US court orders firm to pay $2m in damages to man whose disease has been linked to contaminated water supply
A jury in Ohio has ordered DuPont to pay $2 million (£1.6 million) in damages to a man who claims his testicular cancer resulted from exposure to perfluorooctanoic acid (PFOA) from a DuPont plant that ended up in the local water supplies. The jury reportedly found that DuPont acted with ‘actual malice’, and additional punitive damages will be determined following more testimony that will begin in January.
The 21 December verdict represents the third ruling against DuPont in bellwether cases among the roughly 3500 personal injury lawsuits the company faces over PFOA, also known as C8. In October 2015, a jury awarded $1.6 million to a woman in West Virginia, after determining that PFOA contaminating her drinking water contributed to her kidney cancer. In July, a jury awarded $5.6 million in compensatory and punitive damages to another man with testicular cancer. That jury also ruled the company had acted with malice.
Chemours, DuPont’s spun-off performance chemicals unit, is expected to cover the costs of these lawsuits. It has said it will continue to ‘vigorously’ fight this C8 litigation.
‘Additional trials are expected, and they will be defended on an individual basis under the facts and circumstances of each case,’ stated Chemours spokeswoman Cynthia Salitsky. She said this type of litigation typically takes many years, and interim results do not predict the final outcome of cases.

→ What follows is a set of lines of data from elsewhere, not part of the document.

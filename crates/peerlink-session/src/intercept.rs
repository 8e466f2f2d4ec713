//! Core-verb interception and client bookkeeping.

use peerlink_core::{ClientRecord, CoreVerb, Event, EventLabel, Mode};
use serde_json::{Value, json};

use crate::peer::Peer;

/// What the session does with an event before listeners see it.
#[derive(Debug, Clone, Copy, PartialEq, Eq)]
pub(crate) enum Interception {
    /// Deliver to listeners as usual.
    Pass,
    /// Handled internally; listeners never see it.
    Consumed,
    /// The server rejected us: surface `ServerFull`, then stop.
    ServerFull,
}

pub(crate) fn intercept(peer: &mut Peer, event: &Event) -> Interception {
    if event.label() != EventLabel::MessageReceived {
        return Interception::Pass;
    }
    match event.core_verb() {
        None => Interception::Pass,
        Some(CoreVerb::SyncClientData) => {
            sync_client(peer, event);
            Interception::Consumed
        }
        Some(CoreVerb::ServerFull) => server_full(peer, event),
    }
}

/// Only a client can be rejected for capacity, and only by its server.
fn server_full(peer: &Peer, event: &Event) -> Interception {
    match (peer.mode(), event.client()) {
        (Mode::Client, None) => Interception::ServerFull,
        (mode, client) => {
            tracing::warn!(?mode, ?client, "Ignoring capacity rejection sent by a client");
            Interception::Consumed
        }
    }
}

fn sync_client(peer: &mut Peer, event: &Event) {
    let Some(client) = event.client() else {
        tracing::warn!("Ignoring identity sync with no originating client");
        return;
    };
    let Some(synced_id) = event.payload().get("uuid").and_then(Value::as_str) else {
        tracing::warn!(%client, payload = %event.payload(), "Ignoring malformed identity sync");
        return;
    };

    if peer.registry_mut().sync(client, synced_id) {
        tracing::info!(%client, synced_id, "Client identity synced");
    } else {
        tracing::warn!(%client, synced_id, "Identity sync for unknown client");
    }
}

/// Bookkeeping that must happen before listeners see `event`.
pub(crate) fn track_arrival(peer: &mut Peer, event: &Event) {
    if event.label() != EventLabel::Connected {
        return;
    }
    match (peer.mode(), event.client()) {
        (Mode::Server, Some(client)) => {
            let address = event
                .payload()
                .get("address")
                .and_then(Value::as_str)
                .map(ToString::to_string);
            peer.registry_mut().insert(ClientRecord::new(client, address));
        }
        (Mode::Client, _) => {
            let identity = peer.identity();
            peer.send_core(CoreVerb::SyncClientData, json!({ "uuid": identity }));
        }
        (Mode::Server, None) => {}
    }
}

/// Bookkeeping that must wait until listeners have seen `event`.
pub(crate) fn track_departure(peer: &mut Peer, event: &Event) {
    if let (EventLabel::Disconnected, Some(client)) = (event.label(), event.client()) {
        peer.registry_mut().remove(client);
    }
}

The company has said that DuPont acted reasonably and responsibly with regard to C8, and that it never believed that the ‘extremely low levels of C8 that reached the community’ would cause any harm. Further, Chemours argues that federal and state environmental authorities had never established regulations on the use, handling, emissions or disposal of C8 during the time at issue in these lawsuits.

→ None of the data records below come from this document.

//! Default endpoint factory.

use peerlink_core::{Connector, EventSink, Mode, NetworkEndpoint, SessionParams, TransportError};

use crate::{TcpClient, TcpServer};

/// Builds [`TcpServer`] or [`TcpClient`] endpoints.
#[derive(Debug, Default, Clone, Copy)]
pub struct TcpConnector;

impl Connector for TcpConnector {
    fn open(
        &self,
        mode: Mode,
        params: &SessionParams,
        sink: EventSink,
    ) -> Result<Box<dyn NetworkEndpoint>, TransportError> {
        if params.host.trim().is_empty() {
            return Err(TransportError::InvalidAddress(params.address()));
        }
        let endpoint: Box<dyn NetworkEndpoint> = match mode {
            Mode::Server => Box::new(TcpServer::open(params, sink)?),
            Mode::Client => Box::new(TcpClient::open(params, sink)?),
        };
        Ok(endpoint)
    }
}
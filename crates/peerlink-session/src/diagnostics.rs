//! Built-in observer that logs every delivered event.

use peerlink_core::{Event, EventLabel};

pub(crate) fn observe(event: &Event) {
    let label = event.label();
    let client = event.client();
    let payload = event.payload();

    match label {
        EventLabel::MessageReceived | EventLabel::MessageSent => {
            tracing::debug!(?label, verb = ?event.verb(), ?client, "Message event");
        }
        EventLabel::MessageSentFailed
        | EventLabel::SecurityError
        | EventLabel::InitFailure
        | EventLabel::ServerFull => {
            tracing::warn!(?label, ?client, %payload, "Session event");
        }
        EventLabel::Connected
        | EventLabel::Disconnected
        | EventLabel::InitSuccess
        | EventLabel::Closed => {
            tracing::info!(?label, ?client, %payload, "Session event");
        }
    }
}
//! TCP client endpoint.

use std::time::Duration;

use peerlink_core::{
    ClientId, EventLabel, EventSink, Message, NetworkEndpoint, SessionParams, TransportError,
};
use serde_json::json;
use tokio::{
    net::TcpStream,
    runtime::Runtime,
    sync::{mpsc, watch},
    task::JoinHandle,
};
use uuid::Uuid;

use crate::{
    connection::{self, ReadEnd},
    server::CLOSE_GRACE,
};

/// Connects to one server and exchanges messages with it.
///
/// Messages sent before the connection is up are queued and written once
/// it is.
pub struct TcpClient {
    identity: Uuid,
    sink: EventSink,
    runtime: Option<Runtime>,
    shutdown: watch::Sender<bool>,
    outbound: mpsc::UnboundedSender<Message>,
    task: Option<JoinHandle<()>>,
}

impl TcpClient {
    /// Start connecting in the background.
    ///
    /// The outcome arrives later as `InitSuccess` + `Connected`, or `InitFailure`.
    ///
    /// # Errors
    /// Returns error if the background runtime cannot be created.
    pub fn open(params: &SessionParams, sink: EventSink) -> Result<Self, TransportError> {
        let runtime = tokio::runtime::Builder::new_multi_thread()
            .worker_threads(1)
            .thread_name("peerlink-client")
            .enable_all()
            .build()?;

        let (shutdown, shutdown_rx) = watch::channel(false);
        let (outbound, outbound_rx) = mpsc::unbounded_channel();

        let task = runtime.spawn(run(
            params.address(),
            params.connect_timeout(),
            outbound_rx,
            sink.clone(),
            shutdown_rx,
        ));

        Ok(Self {
            identity: Uuid::new_v4(),
            sink,
            runtime: Some(runtime),
            shutdown,
            outbound,
            task: Some(task),
        })
    }
}

impl NetworkEndpoint for TcpClient {
    fn identity(&self) -> Uuid {
        self.identity
    }

    fn send(&mut self, message: Message) {
        if let Err(mpsc::error::SendError(message)) = self.outbound.send(message) {
            self.sink.send_failed(message, None, "connection closed");
        }
    }

    fn send_to(&mut self, _client: ClientId, message: Message) {
        self.send(message);
    }

    fn disconnect(&mut self, _client: ClientId) {}

    fn clients(&self) -> Vec<ClientId> {
        Vec::new()
    }

    fn close(&mut self) {
        let Some(runtime) = self.runtime.take() else {
            return;
        };
        self.shutdown.send_replace(true);

        if let Some(task) = self.task.take() {
            runtime.block_on(async {
                if tokio::time::timeout(CLOSE_GRACE, task).await.is_err() {
                    tracing::warn!("Client task did not stop in time");
                }
            });
        }
        runtime.shutdown_timeout(CLOSE_GRACE);
        tracing::info!(identity = %self.identity, "Client closed");
    }
}

impl Drop for TcpClient {
    fn drop(&mut self) {
        self.close();
    }
}

async fn run(
    address: String,
    connect_timeout: Duration,
    outbound_rx: mpsc::UnboundedReceiver<Message>,
    sink: EventSink,
    mut shutdown: watch::Receiver<bool>,
) {
    let connect = tokio::time::timeout(connect_timeout, TcpStream::connect(&address));
    let stream = tokio::select! {
        () = connection::shutdown_requested(&mut shutdown) => return,
        connected = connect => match connected {
            Ok(Ok(stream)) => stream,
            Ok(Err(e)) => {
                tracing::warn!(%address, "Connect failed: {e}");
                sink.signal(
                    EventLabel::InitFailure,
                    json!({ "address": address, "error": e.to_string() }),
                );
                return;
            }
            Err(_) => {
                tracing::warn!(%address, ?connect_timeout, "Connect timed out");
                sink.signal(
                    EventLabel::InitFailure,
                    json!({ "address": address, "error": "connect timed out" }),
                );
                return;
            }
        },
    };

    let _ = stream.set_nodelay(true);
    tracing::info!(%address, "Connected to server");
    sink.signal(EventLabel::InitSuccess, json!({ "address": address }));
    sink.signal(EventLabel::Connected, json!({ "address": address }));

    let (reader, writer) = stream.into_split();
    let writer_task = tokio::spawn(connection::write_loop(
        writer,
        outbound_rx,
        sink.clone(),
        None,
    ));

    let stop = async move { connection::shutdown_requested(&mut shutdown).await };
    let end = connection::read_loop(reader, &sink, None, stop).await;

    // The endpoint keeps the outbound sender alive, so the writer has to be stopped here.
    writer_task.abort();
    let _ = writer_task.await;

    if let ReadEnd::Failed(e) = &end {
        tracing::warn!(%address, "Connection failed: {e}");
    }
    sink.signal(
        EventLabel::Closed,
        json!({ "address": address, "reason": end.reason() }),
    );
}
//! Consumer-side session state: lifecycle, outgoing messages, client records.

use std::sync::Arc;

use peerlink_core::{
    ClientId, ClientRecord, ClientRegistry, Connector, CoreVerb, Event, EventLabel, EventQueue,
    EventSink, Message, Mode, NetworkEndpoint, SessionId, SessionParams,
};
use serde_json::{Value, json};
use uuid::Uuid;

/// Usage error reported synchronously to the caller.
#[derive(Debug, thiserror::Error)]
pub enum SessionError {
    #[error("Verb {0:?} is reserved for session bookkeeping")]
    ReservedVerb(String),
    #[error("Verb must not be empty")]
    EmptyVerb,
}

/// Lifecycle state of a session.
#[derive(Debug, Clone, Copy, PartialEq, Eq)]
pub enum SessionState {
    /// Never started.
    Uninitialized,
    /// An endpoint is live.
    Running,
    /// Stopped; may be started again.
    Stopped,
}

/// Everything about a session except its listeners.
///
/// Listeners receive `&mut Peer`, so they can send, reply, disconnect
/// clients or stop the session from inside a dispatch.
pub struct Peer {
    uuid: SessionId,
    mode: Mode,
    params: SessionParams,
    queue: Arc<EventQueue>,
    connector: Box<dyn Connector>,
    endpoint: Option<Box<dyn NetworkEndpoint>>,
    clients: ClientRegistry,
    state: SessionState,
    epoch: u64,
}

impl Peer {
    pub(crate) fn new(mode: Mode, params: SessionParams, connector: Box<dyn Connector>) -> Self {
        Self {
            uuid: Uuid::new_v4(),
            mode,
            params,
            queue: Arc::new(EventQueue::new()),
            connector,
            endpoint: None,
            clients: ClientRegistry::new(),
            state: SessionState::Uninitialized,
            epoch: 0,
        }
    }

    #[must_use]
    pub const fn uuid(&self) -> SessionId {
        self.uuid
    }

    #[must_use]
    pub const fn mode(&self) -> Mode {
        self.mode
    }

    #[must_use]
    pub const fn state(&self) -> SessionState {
        self.state
    }

    #[must_use]
    pub const fn params(&self) -> &SessionParams {
        &self.params
    }

    /// Connected clients in connection order (server mode; empty otherwise).
    #[must_use]
    pub fn clients(&self) -> &[ClientRecord] {
        self.clients.records()
    }

    #[must_use]
    pub fn client(&self, id: ClientId) -> Option<&ClientRecord> {
        self.clients.get(id)
    }

    /// Id of the live endpoint, if any.
    #[must_use]
    pub fn endpoint_identity(&self) -> Option<Uuid> {
        self.endpoint.as_ref().map(|endpoint| endpoint.identity())
    }

    /// Identity a client announces to the server.
    #[must_use]
    pub fn identity(&self) -> String {
        self.params
            .identity
            .clone()
            .unwrap_or_else(|| self.uuid.to_string())
    }

    pub(crate) fn queue(&self) -> Arc<EventQueue> {
        Arc::clone(&self.queue)
    }

    /// Tear down any live endpoint, then build a fresh one for `mode`.
    ///
    /// Bind/connect outcomes arrive later as events.
    pub fn start(&mut self) {
        self.stop();

        if let Err(e) = self.params.validate() {
            tracing::error!(session = %self.uuid, "Cannot start: {e}");
            self.trigger_event(EventLabel::InitFailure, json!({ "error": e.to_string() }));
            return;
        }

        let sink = EventSink::new(self.queue(), self.uuid, self.epoch);
        match self.connector.open(self.mode, &self.params, sink) {
            Ok(endpoint) => {
                tracing::info!(
                    session = %self.uuid,
                    mode = ?self.mode,
                    address = %self.params.address(),
                    epoch = self.epoch,
                    "Session started"
                );
                self.endpoint = Some(endpoint);
                self.state = SessionState::Running;
            }
            Err(e) => {
                tracing::error!(session = %self.uuid, "Failed to open endpoint: {e}");
                self.trigger_event(EventLabel::InitFailure, json!({ "error": e.to_string() }));
            }
        }
    }

    /// Close the live endpoint and wait for its loops to exit. No-op if none.
    pub fn stop(&mut self) {
        let Some(mut endpoint) = self.endpoint.take() else {
            return;
        };
        endpoint.close();
        self.epoch += 1;
        self.clients.clear();
        self.state = SessionState::Stopped;
        tracing::info!(session = %self.uuid, "Session stopped");
    }

    /// Send a message: broadcast (server) or to the server (client).
    ///
    /// No-op without a live endpoint.
    ///
    /// # Errors
    /// Returns error if the message uses a reserved or empty verb.
    pub fn send(&mut self, message: Message) -> Result<(), SessionError> {
        validate(&message)?;
        self.transmit(None, message);
        Ok(())
    }

    /// Send `content` tagged with `verb`.
    ///
    /// # Errors
    /// Returns error if `verb` is reserved or empty.
    pub fn trigger(&mut self, verb: impl Into<String>, content: Value) -> Result<(), SessionError> {
        self.send(Message::new(verb, content))
    }

    /// Answer the peer an event came from: its client (server) or the server (client).
    ///
    /// # Errors
    /// Returns error if `verb` is reserved or empty.
    pub fn reply(
        &mut self,
        event: &Event,
        verb: impl Into<String>,
        content: Value,
    ) -> Result<(), SessionError> {
        let message = Message::new(verb, content);
        validate(&message)?;
        self.transmit(event.client(), message);
        Ok(())
    }

    /// Close one client's connection (server) or this session (client).
    ///
    /// No-op without a live endpoint or for an unknown client.
    pub fn disconnect_client(&mut self, client: Option<ClientId>) {
        match self.mode {
            Mode::Client => self.stop(),
            Mode::Server => {
                if let (Some(endpoint), Some(client)) = (self.endpoint.as_mut(), client) {
                    endpoint.disconnect(client);
                }
            }
        }
    }

    /// Inject an event; it is dispatched on the next tick.
    pub fn trigger_event(&self, label: EventLabel, payload: Value) {
        self.queue
            .push(Event::new(label, payload).stamped(self.uuid, self.epoch));
    }

    pub(crate) fn send_core(&mut self, verb: CoreVerb, content: Value) {
        self.transmit(None, Message::core(verb, content));
    }

    /// Whether `event` belongs to the current endpoint generation.
    pub(crate) fn is_current(&self, event: &Event) -> bool {
        event.epoch() == self.epoch
    }

    pub(crate) fn registry_mut(&mut self) -> &mut ClientRegistry {
        &mut self.clients
    }

    fn transmit(&mut self, client: Option<ClientId>, message: Message) {
        let Some(endpoint) = self.endpoint.as_mut() else {
            tracing::debug!(verb = ?message.verb, "No live endpoint, dropping message");
            return;
        };
        match client {
            Some(client) if self.mode == Mode::Server => endpoint.send_to(client, message),
            _ => endpoint.send(message),
        }
    }
}

impl Drop for Peer {
    fn drop(&mut self) {
        self.stop();
    }
}

fn validate(message: &Message) -> Result<(), SessionError> {
    match message.verb.as_deref() {
        Some("") => Err(SessionError::EmptyVerb),
        Some(verb) if CoreVerb::is_reserved(verb) => {
            Err(SessionError::ReservedVerb(verb.to_string()))
        }
        _ => Ok(()),
    }
}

‘This is the beginning,’ says Richard Clapp, an environmental epidemiologist and former chair of US campaign group Greater Boston Physicians for Social Responsibility. He notes that there are many more lawsuits to come, and each may not result in the same verdict.
These cases may have broad implications beyond DuPont, to other manufacturers like 3M, according to Clapp. ‘This is a pretty widespread problem,’ he tells Chemistry World. Clapp points to recent research indicating that drinking water systems serving at least six million Americans have shown levels of C8 and other similar chemicals that are higher than the health advisory levels set by the US Environmental Protection Agency in 2016.